I am a writer, and I have Saturday morning deadlines, which means my Friday nights are spent hermetically sealed off from the world, typing away and staring at my computer screen. If I get sick of my office, I go to a cafe near my apartment. It is open 24 hours, mostly serving the employees of New York Presbyterian Hospital, which is right across the street.
Dre holds the place down from 9 pm to 6 am. Dre is from Brooklyn, by way of Jamaica. It takes him an hour and a half to commute to Washington Heights, and he has at least five other jobs–he’s a bartender, a freelance photographer, a DJ, and a student.
Here, at the cafe, Dre is a one-man show, making wraps, slinging sandwiches, being the barista, and providing the music.
Amazingly, Dre doesn’t drink coffee. Instead, he stays awake on a blend of Jamaican tunes. Indeed, if it weren’t for the steady stream of vigorous dance hall and reggae music streaming from overhead, and a latte at my side, my mind would have drifted into a catatonic oblivion, and deep pools of saliva would have gathered on my keyboard a long time ago. Lobotomy by pixilation is what I like to call it.
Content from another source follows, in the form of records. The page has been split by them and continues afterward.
//! Pointer state machine: select, drag nodes, pan the canvas.
//!
//! The controller applies input immediately. Frame throttling of moves lives
//! one layer up in [`crate::Editor`].

use nodal_engine::coords::Vec2;
use nodal_engine::input::MouseButton;

use crate::node::NodeKey;
use crate::registry::Registry;
use crate::state::EditorState;
use crate::transform::screen_to_world;

#[derive(Debug, Clone, PartialEq, Default)]
pub enum DragState {
    #[default]
    Idle,
    PanningCanvas { last_pointer: Vec2 },
    DraggingNode { key: NodeKey },
}

#[derive(Debug, Default)]
pub struct Controller {
    state: DragState,
    /// Last known pointer position, `None` while the pointer is outside.
    pointer: Option<Vec2>,
}

impl Controller {
    pub fn new() -> Self {
        Self::default()
    }

    pub fn drag_state(&self) -> &DragState {
        &self.state
    }

    pub fn is_idle(&self) -> bool {
        self.state == DragState::Idle
    }

    pub fn pointer(&self) -> Option<Vec2> {
        self.pointer
    }

    pub fn track_pointer(&mut self, pointer: Vec2) {
        self.pointer = Some(pointer);
    }

    fn transition(&mut self, next: DragState) {
        if next != self.state {
            log::debug!("drag state: {:?} -> {:?}", self.state, next);
        }
        self.state = next;
    }

    /// Only the left button starts an interaction; others are ignored.
    pub fn pointer_down<T: 'static>(
        &mut self,
        pointer: Vec2,
        button: MouseButton,
        state: &EditorState<T>,
        registry: &mut Registry,
    ) {
        self.track_pointer(pointer);
        if button != MouseButton::Left {
            return;
        }

        match registry.hit_test(pointer).cloned() {
            Some(key) => {
                state.select(key.clone());
                registry.apply_selection(Some(&key));
                let pointer_world = screen_to_world(pointer, state.pan_offset().get());
                if let Some(obj) = registry.get_mut(&key) {
                    obj.begin_drag(pointer_world);
                }
                self.transition(DragState::DraggingNode { key });
            }
            None => {
                state.deselect_all();
                registry.apply_selection(None);
                self.transition(DragState::PanningCanvas { last_pointer: pointer });
            }
        }
    }

    pub fn pointer_move<T: 'static>(
        &mut self,
        pointer: Vec2,
        state: &EditorState<T>,
        registry: &Registry,
    ) {
        self.track_pointer(pointer);

        let mut vanished = false;
        match &mut self.state {
            DragState::Idle => {}
            DragState::PanningCanvas { last_pointer } => {
                let delta = pointer - *last_pointer;
                *last_pointer = pointer;
                state.pan_by(delta);
            }
            DragState::DraggingNode { key } => {
                let pointer_world = screen_to_world(pointer, state.pan_offset().get());
                match registry.get(key).map(|obj| obj.drag_target(pointer_world)) {
                    Some(position) => {
                        state.move_node(key, position);
                    }
                    None => {
                        log::debug!("dragged node `{key}` vanished; drag ended");
                        vanished = true;
                    }
                }
            }
        }
        if vanished {
            self.transition(DragState::Idle);
        }
    }

    /// Keeps drag bookkeeping in step with a zoom of `factor`.
    pub fn zoomed(&self, factor: f32, registry: &mut Registry) {
        if let DragState::DraggingNode { key } = &self.state {
            if let Some(obj) = registry.get_mut(key) {
                obj.scale_grab(factor);
            }
        }
    }

    /// Ends any interaction started by `button`.
    pub fn pointer_up(&mut self, button: MouseButton, registry: &mut Registry) {
        if button == MouseButton::Left {
            self.finish(registry);
        }
    }

    /// Pointer left the surface or focus was lost.
    pub fn pointer_leave(&mut self, registry: &mut Registry) {
        self.finish(registry);
        self.pointer = None;
    }

    /// Returns to `Idle`, clearing drag bookkeeping on the dragged object.
    pub fn finish(&mut self, registry: &mut Registry) {
        if let DragState::DraggingNode { key } = &self.state {
            if let Some(obj) = registry.get_mut(key) {
                obj.end_drag();
            }
        }
        self.transition(DragState::Idle);
    }
}

#[cfg(test)]
mod tests {
    use super::*;
    use crate::cell::StateCell;
    use crate::node::Node;
    use crate::overlay::NoLabels;
    use crate::render_object::{NodeStyle, RenderObject};

    struct Fixture {
        state: EditorState<()>,
        registry: Registry,
        ctl: Controller,
    }

    impl Fixture {
        fn new(nodes: Vec<Node<()>>) -> Self {
            let state = EditorState::new(50.0);
            state.replace_nodes(nodes);
            let registry = Registry::new(
                NodeStyle { segments: 8, ..NodeStyle::default() },
                state.pan_offset().clone(),
                state.node_radius().clone(),
                Box::new(NoLabels),
            );
            let mut fx = Self { state, registry, ctl: Controller::new() };
            fx.sync();
            fx
        }

        fn sync(&mut self) {
            let sel = self.state.selection().get();
            let registry = &mut self.registry;
            self.state.nodes().with(|ns| registry.reconcile(ns, sel.as_ref()));
        }

        fn down(&mut self, x: f32, y: f32) {
            let pointer = Vec2::new(x, y);
            self.ctl.pointer_down(pointer, MouseButton::Left, &self.state, &mut self.registry);
            self.sync();
        }

        fn drag_to(&mut self, x: f32, y: f32) {
            self.ctl.pointer_move(Vec2::new(x, y), &self.state, &self.registry);
            self.sync();
        }

        fn up(&mut self) {
            self.ctl.pointer_up(MouseButton::Left, &mut self.registry);
        }
    }

    impl Drop for Fixture {
        fn drop(&mut self) {
            self.registry.dispose_all();
        }
    }

    fn pan_cell(fx: &Fixture) -> StateCell<Vec2> {
        fx.state.pan_offset().clone()
    }

    // ── dragging ──────────────────────────────────────────────────────────

    #[test]
    fn drag_moves_node_keeping_grab_point() {
        let mut fx = Fixture::new(vec![Node::new("a", Vec2::new(100.0, 100.0), ())]);
        fx.down(120.0, 100.0);
        assert!(matches!(
            fx.ctl.drag_state(),
            DragState::DraggingNode { key } if key.as_str() == "a"
        ));
        assert_eq!(fx.state.selection().get().map(|k| k.to_string()), Some("a".to_string()));

        fx.drag_to(220.0, 150.0);
        assert_eq!(fx.state.position_of(&"a".into()), Some(Vec2::new(200.0, 150.0)));
        fx.up();
        assert!(fx.ctl.is_idle());
        assert!(!fx.registry.get(&"a".into()).is_some_and(RenderObject::is_dragging));
    }

    #[test]
    fn drag_ends_when_node_disappears() {
        let mut fx = Fixture::new(vec![Node::new("a", Vec2::zero(), ())]);
        fx.down(0.0, 0.0);
        fx.state.clear_nodes();
        fx.sync();
        fx.drag_to(10.0, 10.0);
        assert!(fx.ctl.is_idle());
    }

    // ── panning ───────────────────────────────────────────────────────────

    #[test]
    fn miss_pans_and_deselects() {
        let mut fx = Fixture::new(vec![Node::new("a", Vec2::zero(), ())]);
        fx.down(0.0, 0.0);
        fx.up();
        fx.down(500.0, 500.0);
        assert_eq!(fx.state.selection().get(), None);
        assert!(matches!(fx.ctl.drag_state(), DragState::PanningCanvas { .. }));

        fx.drag_to(510.0, 490.0);
        fx.drag_to(530.0, 480.0);
        assert_eq!(pan_cell(&fx).get(), Vec2::new(30.0, -20.0));
        assert_eq!(fx.state.position_of(&"a".into()), Some(Vec2::zero()));
    }

    #[test]
    fn idle_moves_change_nothing() {
        let mut fx = Fixture::new(vec![Node::new("a", Vec2::zero(), ())]);
        fx.drag_to(40.0, 40.0);
        assert_eq!(pan_cell(&fx).get(), Vec2::zero());
        assert_eq!(fx.ctl.pointer(), Some(Vec2::new(40.0, 40.0)));
    }

    // ── buttons / leave ───────────────────────────────────────────────────

    #[test]
    fn non_primary_buttons_are_ignored() {
        let mut fx = Fixture::new(vec![Node::new("a", Vec2::zero(), ())]);
        fx.ctl.pointer_down(Vec2::zero(), MouseButton::Right, &fx.state, &mut fx.registry);
        assert!(fx.ctl.is_idle());
        assert_eq!(fx.state.selection().get(), None);
    }

    #[test]
    fn leave_returns_to_idle_and_forgets_pointer() {
        let mut fx = Fixture::new(vec![]);
        fx.down(10.0, 10.0);
        fx.ctl.pointer_leave(&mut fx.registry);
        assert!(fx.ctl.is_idle());
        assert_eq!(fx.ctl.pointer(), None);
    }
}
//! Contract between the runtime and the application it hosts.

mod app;
mod ctx;

pub use app::{App, AppControl};
pub use ctx::FrameCtx;
pub(crate) use ctx::logical_viewport;
//! Colors as the node pipeline blends them (premultiplied alpha).

mod color;

pub use color::Color;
Most of the patrons look like they have gone through hell in a hand basket. They come in wearing wrinkled scrubs and blank stares, like zombie extras on Walking Dead–or like they’ve just beaten back a zombie attack, and are looking for fortification to stave off the next one. That’s what a night in a city hospital will do to you.
Dre has compassion for these folks, these working stiffs who clean out bedpans, peel dying junkies off the street, or who might have just finished a triple bypass surgery at four in the morning.
“It is my job to keep them awake. I tell them to feel free to come in here and scream,” he once told me.
Some of the Working Dead visibly come back to life and shuffle about discreetly to Sean John as they wait for their midnight sandwiches to be made. The music gets raunchier as the minutes turn to hours. I know I wouldn’t possibly be able to meet any of my deadlines if I knew how to twerk, but I still can’t think of a better place to work on a Friday night.
A fraction of the patrons are the homeless people who live at a shelter right next door. And there are some people, like me, who bring a computer, a charger, order a coffee, and spend the night, or “pitch a tent,” as Dre puts it.
With the shelter and the hospital both in close proximity–and the EMS bay station directly across the street, there’s so many different situations and people that a 24-hour cafe can witness at 4 or 5 in the morning.
But Dre does his best to make the most of his own situation, and with his music, does his best to create a festive atmosphere. When he doesn’t think anyone is looking he breaks out in dance, waving his arms about, pointing to no one in particular and mouthing the words to his favorite songs.
I don’t feel so bad about being here, finishing articles on a Friday night. Misery loves company, and I’ve got plenty of it. Dre clearly would rather be elsewhere, and I’m sure these hospital workers can think of 5,001 things they would prefer to do instead of dealing with the flesh, blood and bodily fluids of New York City.
But as I listen to Sister Nancy, I realize things are never so bad as they seem. At least I’m not having a triple bypass surgery.